No somos holandeses

Pablo Iglesias justificó su agarrada verbal con su compañero Íñigo Errejón en el Congreso apelando al hecho de que ninguno de los dos son holandeses. Se ve que el todavía líder carismático de “la gente” y de “la mayoría social” cree que los holandeses no discuten. Ahora bien; dejando a un lado el pueril episodio y su no menos pueril explicación, la verdad es que, si bien aquí nadie es holandés-holandés, los propios holandeses puede que estén en riesgo de dejar de serlo.

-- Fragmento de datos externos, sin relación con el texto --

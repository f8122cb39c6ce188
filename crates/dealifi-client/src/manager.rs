//! Candy machine lifecycle orchestration.
//!
//! Chains the program calls for creating, loading and minting from a candy
//! machine, papering over RPC propagation lag with retries, and mirrors mints
//! into the backend.

use serde::{Deserialize, Serialize};

use dealifi_core::{
    CandyItem, CandyMachineConfig, CandyMachineHealth, CandyMachineState, CandyMachineStatus,
    GuardConfig, GuardSet, WalletAddress,
};

use crate::client::DealifiClient;
use crate::error::ClientError;
use crate::program::{
    CandyMachineProgram, CreateCandyMachineArgs, CreateCollectionArgs, MintOutcome, MintRequest,
    ProgramError, Signature, TokenMetadata,
};
use crate::retry::{retry_if, RetryPolicy};
use crate::types::RecordMintRequest;

/// Metadata URI of every collection NFT.
pub const DEFAULT_COLLECTION_URI: &str =
    "https://devnet.irys.xyz/2ncwSrZHdzrsjh85Pmko1YM9jDUNLiVzRiXR6cZ2wGHh";

/// Addresses of a freshly created candy machine.
#[derive(Debug, Clone, Copy, PartialEq, Eq, Serialize, Deserialize)]
#[serde(rename_all = "camelCase")]
pub struct CreatedCandyMachine {
    /// The candy machine.
    pub candy_machine: WalletAddress,
    /// Its collection NFT mint.
    pub collection: WalletAddress,
}

/// Drives a [`CandyMachineProgram`].
pub struct CandyMachineManager<P> {
    program: P,
    backend: Option<DealifiClient>,
    collection_policy: RetryPolicy,
    fetch_policy: RetryPolicy,
    collection_uri: String,
}

impl<P: CandyMachineProgram> CandyMachineManager<P> {
    /// Create a manager with the default retry schedules and no backend.
    pub fn new(program: P) -> Self {
        Self {
            program,
            backend: None,
            collection_policy: RetryPolicy::COLLECTION_METADATA,
            fetch_policy: RetryPolicy::CANDY_MACHINE_FETCH,
            collection_uri: DEFAULT_COLLECTION_URI.to_string(),
        }
    }

    /// Mirror mints into the backend.
    #[must_use]
    pub fn with_backend(mut self, backend: DealifiClient) -> Self {
        self.backend = Some(backend);
        self
    }

    /// Override the retry schedules.
    #[must_use]
    pub fn with_retry_policies(mut self, collection: RetryPolicy, fetch: RetryPolicy) -> Self {
        self.collection_policy = collection;
        self.fetch_policy = fetch;
        self
    }

    /// Override the collection metadata URI.
    #[must_use]
    pub fn with_collection_uri(mut self, uri: impl Into<String>) -> Self {
        self.collection_uri = uri.into();
        self
    }

    /// The wrapped program.
    pub fn program(&self) -> &P {
        &self.program
    }

    /// Create a collection NFT and a candy machine minting into it.
    ///
    /// # Errors
    ///
    /// - `ClientError::Core` if the symbol makes the name prefix too long.
    /// - `ClientError::AccountNotFound` if the identity wallet is unfunded.
    /// - `ClientError::Program` if a program call fails, including collection
    ///   metadata that never shows up within the retry budget.
    pub async fn create_candy_machine(
        &self,
        config: &CandyMachineConfig,
        guards: Option<&GuardConfig>,
    ) -> Result<CreatedCandyMachine, ClientError> {
        let identity = self.program.identity();
        let config_line_settings = config.config_line_settings()?;

        if !self.program.account_exists(&identity).await? {
            return Err(ClientError::AccountNotFound {
                address: identity.to_string(),
            });
        }

        let collection = self
            .program
            .create_collection(CreateCollectionArgs {
                name: config.collection_name(),
                symbol: config.symbol.clone(),
                uri: self.collection_uri.clone(),
                seller_fee_basis_points: config.seller_fee_basis_points,
                creator: identity,
            })
            .await?;
        tracing::info!(collection = %collection, "Collection created");

        self.fetch_metadata_with_retry(&collection).await?;

        let guards = guards.and_then(|g| g.resolve(identity));
        if let Some(set) = &guards {
            tracing::debug!(guards = ?set.names(), "Attaching guards");
        }

        let candy_machine = self
            .program
            .create_candy_machine(CreateCandyMachineArgs {
                collection_mint: collection,
                authority: identity,
                items_available: config.items_available,
                seller_fee_basis_points: config.seller_fee_basis_points,
                max_edition_supply: config.max_supply,
                is_mutable: config.is_mutable,
                config_line_settings,
                guards,
            })
            .await?;
        tracing::info!(candy_machine = %candy_machine, "Candy machine created");

        Ok(CreatedCandyMachine {
            candy_machine,
            collection,
        })
    }

    /// Append config lines after the ones already loaded.
    ///
    /// # Errors
    ///
    /// Returns an error if the candy machine cannot be read or the write fails.
    pub async fn append_config_lines(
        &self,
        candy_machine: &WalletAddress,
        lines: Vec<CandyItem>,
    ) -> Result<Signature, ClientError> {
        let state = self.raw_state(candy_machine).await?;
        self.add_config_lines_at(candy_machine, state.items_loaded, lines)
            .await
    }

    /// Write config lines starting at `index`.
    ///
    /// # Errors
    ///
    /// Returns an error if the write fails.
    pub async fn add_config_lines_at(
        &self,
        candy_machine: &WalletAddress,
        index: u64,
        lines: Vec<CandyItem>,
    ) -> Result<Signature, ClientError> {
        let count = lines.len();
        let signature = self
            .program
            .add_config_lines(candy_machine, index, lines)
            .await?;
        tracing::info!(candy_machine = %candy_machine, index, count, "Config lines written");
        Ok(signature)
    }

    /// Overwrite the config line at `index`.
    ///
    /// # Errors
    ///
    /// Returns an error if the write fails.
    pub async fn update_config_line_at(
        &self,
        candy_machine: &WalletAddress,
        index: u64,
        line: CandyItem,
    ) -> Result<Signature, ClientError> {
        self.add_config_lines_at(candy_machine, index, vec![line])
            .await
    }

    /// Mint one NFT for `buyer`.
    ///
    /// Reading the new metadata URI and recording the mint in the backend are
    /// best-effort; their failures are logged and the mint still succeeds.
    ///
    /// # Errors
    ///
    /// - `ClientError::Core` if the candy machine cannot serve a mint.
    /// - `ClientError::Program` if a program call fails.
    pub async fn mint(
        &self,
        candy_machine: &WalletAddress,
        buyer: WalletAddress,
    ) -> Result<MintOutcome, ClientError> {
        let state = self.program.fetch_candy_machine(candy_machine).await?;
        tracing::debug!(
            candy_machine = %candy_machine,
            items_available = state.items_available,
            items_redeemed = state.items_redeemed,
            items_loaded = state.items_loaded,
            "Mint preflight"
        );
        state.check_mintable()?;

        let guard = self.program.fetch_candy_guard(&state.mint_authority).await?;
        let args = guard.as_ref().map(GuardSet::mint_args).unwrap_or_default();

        let outcome = self
            .program
            .mint(MintRequest {
                candy_machine: *candy_machine,
                collection_mint: state.collection_mint,
                collection_update_authority: state.authority,
                buyer,
                args,
            })
            .await?;
        tracing::info!(candy_machine = %candy_machine, mint = %outcome.mint, "NFT minted");

        let uri = match self.program.fetch_metadata(&outcome.mint).await {
            Ok(metadata) => Some(metadata.uri).filter(|uri| !uri.is_empty()),
            Err(e) => {
                tracing::debug!(mint = %outcome.mint, error = %e, "Minted metadata not readable yet");
                None
            }
        };

        if let Some(backend) = &self.backend {
            let request = RecordMintRequest {
                candy_machine_address: *candy_machine,
                mint: outcome.mint,
                authority: buyer,
                uri,
            };
            if let Err(e) = backend.record_mint(request).await {
                tracing::warn!(
                    candy_machine = %candy_machine,
                    mint = %outcome.mint,
                    error = %e,
                    "Failed to record mint in backend"
                );
            }
        }

        Ok(outcome)
    }

    /// Display summary of a candy machine.
    ///
    /// # Errors
    ///
    /// Returns an error if an account cannot be read.
    pub async fn status(
        &self,
        candy_machine: &WalletAddress,
    ) -> Result<CandyMachineStatus, ClientError> {
        let state = self.program.fetch_candy_machine(candy_machine).await?;
        let guard = self.program.fetch_candy_guard(&state.mint_authority).await?;
        Ok(state.status(guard.as_ref()))
    }

    /// Diagnose a candy machine.
    ///
    /// # Errors
    ///
    /// Returns an error if an account cannot be read.
    pub async fn health(
        &self,
        candy_machine: &WalletAddress,
    ) -> Result<CandyMachineHealth, ClientError> {
        let state = self.program.fetch_candy_machine(candy_machine).await?;
        let guard = self.program.fetch_candy_guard(&state.mint_authority).await?;
        let health = state.health(guard.as_ref(), Some(self.program.identity()));

        if !health.is_healthy() {
            tracing::info!(candy_machine = %candy_machine, issues = ?health.issues, "Candy machine has issues");
        }
        Ok(health)
    }

    /// Read a candy machine, retrying while it propagates.
    ///
    /// # Errors
    ///
    /// Returns `ClientError::Program` once the retry budget is spent or on any
    /// error other than a missing account.
    pub async fn raw_state(
        &self,
        candy_machine: &WalletAddress,
    ) -> Result<CandyMachineState, ClientError> {
        let program = &self.program;
        let state = retry_if(
            self.fetch_policy,
            move || async move { program.fetch_candy_machine(candy_machine).await },
            ProgramError::is_account_not_found,
        )
        .await?;
        Ok(state)
    }

    /// Replace the guards of a candy machine.
    ///
    /// Payment destinations left empty go to the identity wallet.
    ///
    /// # Errors
    ///
    /// Returns an error if the candy machine cannot be read or the update fails.
    pub async fn update_guards(
        &self,
        candy_machine: &WalletAddress,
        guards: &GuardConfig,
    ) -> Result<Signature, ClientError> {
        self.program.fetch_candy_machine(candy_machine).await?;

        let set = guards
            .resolve(self.program.identity())
            .unwrap_or_default();
        let signature = self.program.update_guards(candy_machine, set).await?;

        tracing::info!(candy_machine = %candy_machine, signature = %signature, "Guards updated");
        Ok(signature)
    }

    async fn fetch_metadata_with_retry(
        &self,
        mint: &WalletAddress,
    ) -> Result<TokenMetadata, ClientError> {
        let program = &self.program;
        let metadata = retry_if(
            self.collection_policy,
            move || async move { program.fetch_metadata(mint).await },
            ProgramError::is_account_not_found,
        )
        .await?;
        Ok(metadata)
    }
}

En este mundo Trump-Putin-Le Pen que se cierne sobre la humanidad, amenazando con aplastar los escasos valores, libertades y derechos que conservaba en algunos sitios, nadie va a poder ser holandés, si es que entendemos que tal cosa alude, cual presume Iglesias, a la criatura humana civilizada, contenida y pacífica con la que soñaron cuantas utopías en la historia han sido. Difícil, si no imposible, va a ser conservarse holandés en un mundo aherrojado por patanes. Los canadienses, que eran, o son aún, como holandeses, esto es, la antítesis de sus broncos vecinos del sur, acaban de probar amargamente en qué consiste ese nuevo diseño, o anti-diseño, del mundo.
Alexandre Bissonnette, el joven que el otro día asesinó a seis personas en Quebec, la ciudad más francesa, u holandesa, que viene a ser lo mismo, de Canadá, es un rendido admirador de Trump y de Le Pen, con quienes comparte la islamofobia. El geólogo, el informático, el farmacéutico, el contable y el profesor universitario que mató Alexandre eran musulmanes e iban o venían de rezar en su mezquita. Por eso les asesinó, simplemente. Errejón e Iglesias nunca han sido holandeses, ni canadienses, gente poco dada, como se sabe, a tomar cielo ninguno por asalto. Pero quienes sí lo han sido o han aspirado a serlo en sentido figurado, las personas tolerantes, instruidas y pacíficas, lo llevan crudo. No digamos los geólogos, los informáticos, los farmacéuticos, los contables y los profesores que gustan de orar en las mezquitas.